*RECORDS FOR THE TASK*.
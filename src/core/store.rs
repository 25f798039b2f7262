//! # Packing List Store
//!
//! Append-only, in-memory list of validated items for one session.
//!
//! `add()` is the only mutation. It either appends exactly one item or
//! leaves the list untouched and reports the first rule that failed:
//!
//! ```text
//! 1. name.trim() is empty      → EmptyName
//! 2. category.trim() is empty  → EmptyCategory
//! 3. quantity is not an i32    → InvalidQuantity
//! ```
//!
//! Text fields are stored trimmed. Quantity is trimmed before parsing and
//! has no range check, so `0` and negative counts are accepted.

use log::debug;

use crate::core::item::{AddOutcome, DraftEntry, PackingItem, ValidationError};

#[derive(Debug, Default)]
pub struct PackingListStore {
    items: Vec<PackingItem>,
}

impl PackingListStore {
    pub fn new() -> Self {
        Self::default()
    }

    /// Validate `draft` and append it on success.
    ///
    /// The draft is only read; the store keeps its own copy of the values.
    pub fn add(&mut self, draft: &DraftEntry) -> Result<(), ValidationError> {
        let item = validate(draft)?;
        debug!("Appending item #{}: {}", self.items.len() + 1, item);
        self.items.push(item);
        Ok(())
    }

    /// Four-string form of [`add`](Self::add) for callers that don't hold a draft.
    pub fn add_fields(
        &mut self,
        name: &str,
        category: &str,
        quantity_text: &str,
        comments: &str,
    ) -> AddOutcome {
        self.add(&DraftEntry::new(name, category, quantity_text, comments))
            .into()
    }

    /// Current contents in insertion order.
    pub fn items(&self) -> &[PackingItem] {
        &self.items
    }

    pub fn len(&self) -> usize {
        self.items.len()
    }

    pub fn is_empty(&self) -> bool {
        self.items.is_empty()
    }

    /// Sum of all quantities. Widened so negative and large counts can't overflow.
    pub fn total_quantity(&self) -> i64 {
        self.items.iter().map(|item| i64::from(item.quantity())).sum()
    }
}

fn validate(draft: &DraftEntry) -> Result<PackingItem, ValidationError> {
    let name = draft.name.trim();
    if name.is_empty() {
        return Err(ValidationError::EmptyName);
    }

    let category = draft.category.trim();
    if category.is_empty() {
        return Err(ValidationError::EmptyCategory);
    }

    let quantity = draft
        .quantity
        .trim()
        .parse::<i32>()
        .map_err(|_| ValidationError::InvalidQuantity)?;

    Ok(PackingItem::new(
        name.to_string(),
        category.to_string(),
        quantity,
        draft.comments.trim().to_string(),
    ))
}

#[cfg(test)]
mod tests {
    use super::*;

    fn draft(name: &str, category: &str, quantity: &str, comments: &str) -> DraftEntry {
        DraftEntry::new(name, category, quantity, comments)
    }

    #[test]
    fn test_new_store_is_empty() {
        let store = PackingListStore::new();
        assert!(store.is_empty());
        assert!(store.items().is_empty());
        assert_eq!(store.total_quantity(), 0);
    }

    #[test]
    fn test_add_valid_item() {
        let mut store = PackingListStore::new();
        assert_eq!(store.add(&draft("Tent", "Shelter", "1", "Keep dry")), Ok(()));

        let items = store.items();
        assert_eq!(items.len(), 1);
        assert_eq!(items[0].name(), "Tent");
        assert_eq!(items[0].category(), "Shelter");
        assert_eq!(items[0].quantity(), 1);
        assert_eq!(items[0].comments(), "Keep dry");
    }

    #[test]
    fn test_blank_name_wins_over_other_failures() {
        let mut store = PackingListStore::new();
        assert_eq!(
            store.add(&draft("   ", "", "abc", "")),
            Err(ValidationError::EmptyName)
        );
        assert_eq!(
            store.add(&draft("\t\n", "Gear", "3", "")),
            Err(ValidationError::EmptyName)
        );
        assert!(store.is_empty());
    }

    #[test]
    fn test_blank_category_checked_before_quantity() {
        let mut store = PackingListStore::new();
        assert_eq!(
            store.add(&draft("Rope", "  ", "two", "")),
            Err(ValidationError::EmptyCategory)
        );
        assert!(store.is_empty());
    }

    #[test]
    fn test_non_numeric_quantity_rejected() {
        let mut store = PackingListStore::new();
        for bad in ["two", "", "  ", "1.5", "3 pairs", "99999999999"] {
            assert_eq!(
                store.add(&draft("Rope", "Gear", bad, "")),
                Err(ValidationError::InvalidQuantity),
                "quantity {bad:?} should be rejected"
            );
        }
        assert!(store.is_empty());
    }

    #[test]
    fn test_zero_and_negative_quantity_accepted() {
        let mut store = PackingListStore::new();
        assert_eq!(store.add(&draft("Map", "Nav", "0", "")), Ok(()));
        assert_eq!(store.add(&draft("Debt", "Misc", "-2", "")), Ok(()));
        assert_eq!(store.items()[1].quantity(), -2);
        assert_eq!(store.total_quantity(), -2);
    }

    #[test]
    fn test_fields_stored_trimmed() {
        let mut store = PackingListStore::new();
        store
            .add(&draft("  Socks ", " Clothes", " 4 ", "  wool  "))
            .unwrap();
        let item = &store.items()[0];
        assert_eq!(item.name(), "Socks");
        assert_eq!(item.category(), "Clothes");
        assert_eq!(item.quantity(), 4);
        assert_eq!(item.comments(), "wool");
    }

    #[test]
    fn test_blank_comments_stored_empty() {
        let mut store = PackingListStore::new();
        store.add(&draft("Stove", "Kitchen", "1", "   ")).unwrap();
        assert_eq!(store.items()[0].comments(), "");
    }

    #[test]
    fn test_duplicates_kept_in_order() {
        let mut store = PackingListStore::new();
        store.add(&draft("Sock", "Clothes", "2", "")).unwrap();
        store.add(&draft("Hat", "Clothes", "1", "")).unwrap();
        store.add(&draft("Sock", "Clothes", "2", "")).unwrap();

        let names: Vec<&str> = store.items().iter().map(|i| i.name()).collect();
        assert_eq!(names, ["Sock", "Hat", "Sock"]);
        assert_eq!(store.items()[0], store.items()[2]);
        assert_eq!(store.total_quantity(), 5);
    }

    #[test]
    fn test_failed_add_leaves_contents_untouched() {
        let mut store = PackingListStore::new();
        store.add(&draft("Tent", "Shelter", "1", "")).unwrap();
        let before = store.items().to_vec();

        assert!(store.add(&draft("Rope", "Gear", "two", "")).is_err());
        assert_eq!(store.items(), before.as_slice());
    }

    #[test]
    fn test_add_fields_outcomes() {
        let mut store = PackingListStore::new();
        assert_eq!(store.add_fields("Tent", "Shelter", "1", "Keep dry"), AddOutcome::Added);
        assert_eq!(store.add_fields("", "Shelter", "1", ""), AddOutcome::EmptyName);
        assert_eq!(store.add_fields("Tent", "", "1", ""), AddOutcome::EmptyCategory);
        assert_eq!(store.add_fields("Rope", "Gear", "two", ""), AddOutcome::InvalidQuantity);
        assert_eq!(store.len(), 1);
    }

    #[test]
    fn test_draft_not_consumed() {
        let mut store = PackingListStore::new();
        let mut form = draft("Lamp", "Light", "1", "");
        store.add(&form).unwrap();

        // Editing the draft afterwards must not reach the stored item
        form.name.push_str(" (spare)");
        assert_eq!(store.items()[0].name(), "Lamp");
    }
}
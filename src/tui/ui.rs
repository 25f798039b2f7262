use ratatui::Frame;
use ratatui::layout::{Constraint, Layout};

use crate::core::navigation::Screen;
use crate::core::state::App;
use crate::tui::TuiState;
use crate::tui::component::Component;
use crate::tui::components::{EntryForm, EntryScreen, ItemList, TitleBar};

/// Render the visible screen. Pure function of `App` + `TuiState`.
pub fn draw_ui(frame: &mut Frame, app: &App, tui: &mut TuiState) {
    use Constraint::{Length, Min};
    let layout = Layout::vertical([Length(1), Min(0)]);
    let [title_area, main_area] = layout.areas(frame.area());

    let screen = app.navigation.current();
    TitleBar::new(screen.title(), app.status_message.as_str()).render(frame, title_area);

    match screen {
        Screen::Entry => {
            EntryScreen::new(&tui.entry, app.store.len()).render(frame, main_area);
            if tui.form_open {
                EntryForm::new(&mut tui.form).render(frame, main_area);
            }
        }
        Screen::ListView => {
            ItemList::new(
                &mut tui.item_list,
                app.store.items(),
                app.store.total_quantity(),
            )
            .show_comments(app.show_comments)
            .show_totals(app.show_totals)
            .can_go_back(app.navigation.can_go_back())
            .render(frame, main_area);
        }
    }
}
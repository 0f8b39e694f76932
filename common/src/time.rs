//! Calendar helpers for the trailing history window.

use chrono::{Duration, NaiveDate, Utc};

/// Length of the history window in days.
pub const HISTORY_WINDOW_DAYS: u32 = 7;

/// Today's calendar date in UTC.
pub fn today() -> NaiveDate {
    Utc::now().date_naive()
}

/// Consecutive calendar days ending at `end` inclusive, oldest first.
pub fn trailing_window(end: NaiveDate, days: u32) -> Vec<NaiveDate> {
    (0..days)
        .rev()
        .map(|back| end - Duration::days(i64::from(back)))
        .collect()
}

#[cfg(test)]
mod tests {
    use super::*;

    #[test]
    fn test_trailing_window_is_ascending_and_inclusive() {
        let end = NaiveDate::from_ymd_opt(2024, 1, 7).unwrap();
        let window = trailing_window(end, HISTORY_WINDOW_DAYS);

        assert_eq!(window.len(), 7);
        assert_eq!(window[0], NaiveDate::from_ymd_opt(2024, 1, 1).unwrap());
        assert_eq!(window[6], end);
        assert!(window.windows(2).all(|pair| pair[0] < pair[1]));
    }

    #[test]
    fn test_trailing_window_crosses_month_boundary() {
        let end = NaiveDate::from_ymd_opt(2024, 3, 2).unwrap();
        let window = trailing_window(end, 7);

        assert_eq!(window[0], NaiveDate::from_ymd_opt(2024, 2, 25).unwrap());
        assert_eq!(window[6], end);
    }
}
//! Historical series assembly over a trailing calendar window.

use std::sync::Arc;

use chrono::NaiveDate;
use curex_common::{trailing_window, CurrencyCode, HistoricalSeries, HISTORY_WINDOW_DAYS};
use tracing::{debug, instrument, warn};

use crate::error::{ClientError, ClientResult};
use crate::source::RateSource;

/// Builds the trailing rate series for one conversion direction.
///
/// Days are requested one at a time in ascending date order against the
/// versioned host only. A day without a published document or without the
/// target rate is skipped; a transport failure aborts the whole series and
/// no partial result is returned.
pub struct SeriesBuilder {
    source: Arc<dyn RateSource>,
    window_days: u32,
}

impl SeriesBuilder {
    pub fn new(source: Arc<dyn RateSource>) -> Self {
        Self {
            source,
            window_days: HISTORY_WINDOW_DAYS,
        }
    }

    /// Override the window length.
    pub fn with_window_days(mut self, days: u32) -> Self {
        self.window_days = days;
        self
    }

    /// Assemble the series for the window ending at `end` inclusive.
    #[instrument(skip(self, from, to), fields(from = %from, to = %to, end = %end))]
    pub async fn build(
        &self,
        from: &CurrencyCode,
        to: &CurrencyCode,
        end: NaiveDate,
    ) -> ClientResult<HistoricalSeries> {
        let mut series = HistoricalSeries::new(from.clone(), to.clone());

        for date in trailing_window(end, self.window_days) {
            match self.source.dated(from, date).await {
                Ok(document) => match document.rate_for(to) {
                    Some(rate) => {
                        debug!(%date, %rate, "Rate point added");
                        series.push(date, rate);
                    }
                    None => {
                        debug!(%date, "No rate for target on this day, skipping");
                    }
                },
                Err(ClientError::DocumentMissing { .. }) => {
                    debug!(%date, "No document for this day, skipping");
                }
                Err(e) => {
                    warn!(%date, error = %e, "Historical fetch aborted");
                    return Err(ClientError::HistoricalFetchFailed {
                        date,
                        detail: e.to_string(),
                    });
                }
            }
        }

        debug!(points = series.len(), "Historical series assembled");
        Ok(series)
    }
}
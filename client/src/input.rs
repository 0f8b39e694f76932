//! User-input validation for conversion requests.

use curex_common::CurrencyCode;
use rust_decimal::Decimal;
use std::str::FromStr;

use crate::engine::ConversionRequest;
use crate::error::ValidationError;

/// Raw user input for a conversion: amount text plus two selections.
#[derive(Debug, Clone)]
pub struct ConversionInput {
    pub amount: String,
    pub from: String,
    pub to: String,
}

impl ConversionInput {
    pub fn new(
        amount: impl Into<String>,
        from: impl Into<String>,
        to: impl Into<String>,
    ) -> Self {
        Self {
            amount: amount.into(),
            from: from.into(),
            to: to.into(),
        }
    }

    /// Validate and normalize into a request the engine will accept.
    ///
    /// The session treats a failure as a silent no-op; other callers may
    /// surface the error instead.
    pub fn parse(&self) -> Result<ConversionRequest, ValidationError> {
        let amount = Decimal::from_str(self.amount.trim())
            .map_err(|_| ValidationError::UnparseableAmount)?;

        if amount < Decimal::ZERO {
            return Err(ValidationError::NegativeAmount);
        }

        let from = CurrencyCode::new(&self.from);
        let to = CurrencyCode::new(&self.to);
        if from.is_empty() || to.is_empty() {
            return Err(ValidationError::EmptyCurrency);
        }

        Ok(ConversionRequest::new(amount, from, to))
    }
}
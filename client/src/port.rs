//! Presentation port and the request-sequencing guard.

use std::sync::atomic::{AtomicU64, Ordering};

use curex_common::{Conversion, CurrencyCode, HistoricalSeries};

/// Which selector a flag belongs to.
#[derive(Debug, Clone, Copy, PartialEq, Eq)]
pub enum FlagSide {
    From,
    To,
}

/// The narrow interface the pipeline drives a front end through.
/// Implementations render however they like; no value flows back.
pub trait Presentation: Send + Sync {
    /// Show a successful conversion, replacing any visible error.
    fn set_result(&self, conversion: &Conversion);

    /// Show exactly one error message, replacing any visible result.
    fn set_error(&self, message: &str);

    /// Raise or clear the busy indicator.
    fn set_loading(&self, loading: bool);

    /// Point a flag slot at a currency.
    fn set_flag(&self, side: FlagSide, code: &CurrencyCode);

    /// Hand over a freshly built series for rendering.
    fn set_series(&self, series: &HistoricalSeries);
}

/// Token identifying one user-triggered request.
#[derive(Debug, Clone, Copy, PartialEq, Eq, PartialOrd, Ord)]
pub struct RequestToken(u64);

/// Wraps a port with monotonic request tokens and discards completions
/// that resolve after a newer request has already been applied. Without
/// this, overlapping requests apply in resolution order and a slow stale
/// response can overwrite a fresher result.
pub struct SequencedPort<P> {
    inner: P,
    next: AtomicU64,
    last_applied: AtomicU64,
}

impl<P: Presentation> SequencedPort<P> {
    pub fn new(inner: P) -> Self {
        Self {
            inner,
            next: AtomicU64::new(1),
            last_applied: AtomicU64::new(0),
        }
    }

    /// The wrapped port, for writes that are not subject to sequencing
    /// (flags, loading, series).
    pub fn inner(&self) -> &P {
        &self.inner
    }

    /// Issue the token for a new request.
    pub fn begin(&self) -> RequestToken {
        RequestToken(self.next.fetch_add(1, Ordering::Relaxed))
    }

    /// Apply a successful conversion unless a newer completion already
    /// landed. Returns whether the write went through.
    pub fn complete(&self, token: RequestToken, conversion: &Conversion) -> bool {
        if !self.try_apply(token) {
            return false;
        }
        self.inner.set_result(conversion);
        true
    }

    /// Apply a failure message unless a newer completion already landed.
    pub fn fail(&self, token: RequestToken, message: &str) -> bool {
        if !self.try_apply(token) {
            return false;
        }
        self.inner.set_error(message);
        true
    }

    fn try_apply(&self, token: RequestToken) -> bool {
        let mut current = self.last_applied.load(Ordering::Acquire);
        loop {
            if token.0 <= current {
                return false;
            }
            match self.last_applied.compare_exchange_weak(
                current,
                token.0,
                Ordering::AcqRel,
                Ordering::Acquire,
            ) {
                Ok(_) => return true,
                Err(observed) => current = observed,
            }
        }
    }
}

/// Scoped busy state: raised on creation, unconditionally cleared on
/// drop, so the indicator clears on success and failure paths alike.
pub struct LoadingGuard<'a, P: Presentation> {
    port: &'a P,
}

impl<'a, P: Presentation> LoadingGuard<'a, P> {
    pub fn new(port: &'a P) -> Self {
        port.set_loading(true);
        Self { port }
    }
}

impl<P: Presentation> Drop for LoadingGuard<'_, P> {
    fn drop(&mut self) {
        self.port.set_loading(false);
    }
}

#[cfg(test)]
mod tests {
    use super::*;
    use chrono::NaiveDate;
    use parking_lot::Mutex;
    use rust_decimal_macros::dec;

    #[derive(Debug, Clone, PartialEq)]
    enum Event {
        Result(String),
        Error(String),
        Loading(bool),
    }

    #[derive(Default)]
    struct RecordingPort {
        events: Mutex<Vec<Event>>,
    }

    impl RecordingPort {
        fn events(&self) -> Vec<Event> {
            self.events.lock().clone()
        }
    }

    impl Presentation for RecordingPort {
        fn set_result(&self, conversion: &Conversion) {
            self.events.lock().push(Event::Result(conversion.to_string()));
        }

        fn set_error(&self, message: &str) {
            self.events.lock().push(Event::Error(message.to_string()));
        }

        fn set_loading(&self, loading: bool) {
            self.events.lock().push(Event::Loading(loading));
        }

        fn set_flag(&self, _side: FlagSide, _code: &CurrencyCode) {}

        fn set_series(&self, _series: &HistoricalSeries) {}
    }

    fn conversion(amount: rust_decimal::Decimal) -> Conversion {
        Conversion::compute(
            amount,
            CurrencyCode::usd(),
            CurrencyCode::eur(),
            dec!(0.92),
            NaiveDate::from_ymd_opt(2024, 1, 1).unwrap(),
        )
    }

    #[test]
    fn test_tokens_are_monotonic() {
        let port = SequencedPort::new(RecordingPort::default());
        let first = port.begin();
        let second = port.begin();
        assert!(first < second);
    }

    #[test]
    fn test_stale_completion_is_discarded() {
        let port = SequencedPort::new(RecordingPort::default());
        let old = port.begin();
        let new = port.begin();

        assert!(port.complete(new, &conversion(dec!(2))));
        // The older request resolves later; its result must not land.
        assert!(!port.complete(old, &conversion(dec!(1))));

        let events = port.inner().events();
        assert_eq!(events, vec![Event::Result("2 USD = 1.84 EUR".to_string())]);
    }

    #[test]
    fn test_stale_error_cannot_overwrite_fresh_result() {
        let port = SequencedPort::new(RecordingPort::default());
        let old = port.begin();
        let new = port.begin();

        assert!(port.complete(new, &conversion(dec!(2))));
        assert!(!port.fail(old, "too late"));

        assert_eq!(port.inner().events().len(), 1);
    }

    #[test]
    fn test_loading_guard_clears_on_drop() {
        let port = RecordingPort::default();
        {
            let _busy = LoadingGuard::new(&port);
            assert_eq!(port.events(), vec![Event::Loading(true)]);
        }
        assert_eq!(
            port.events(),
            vec![Event::Loading(true), Event::Loading(false)]
        );
    }
}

*WHAT THIS TASK INVOLVES*. Please state how many lines in the entries include the string "time", giving no more than the number.

*RESPONSE BOX*. 2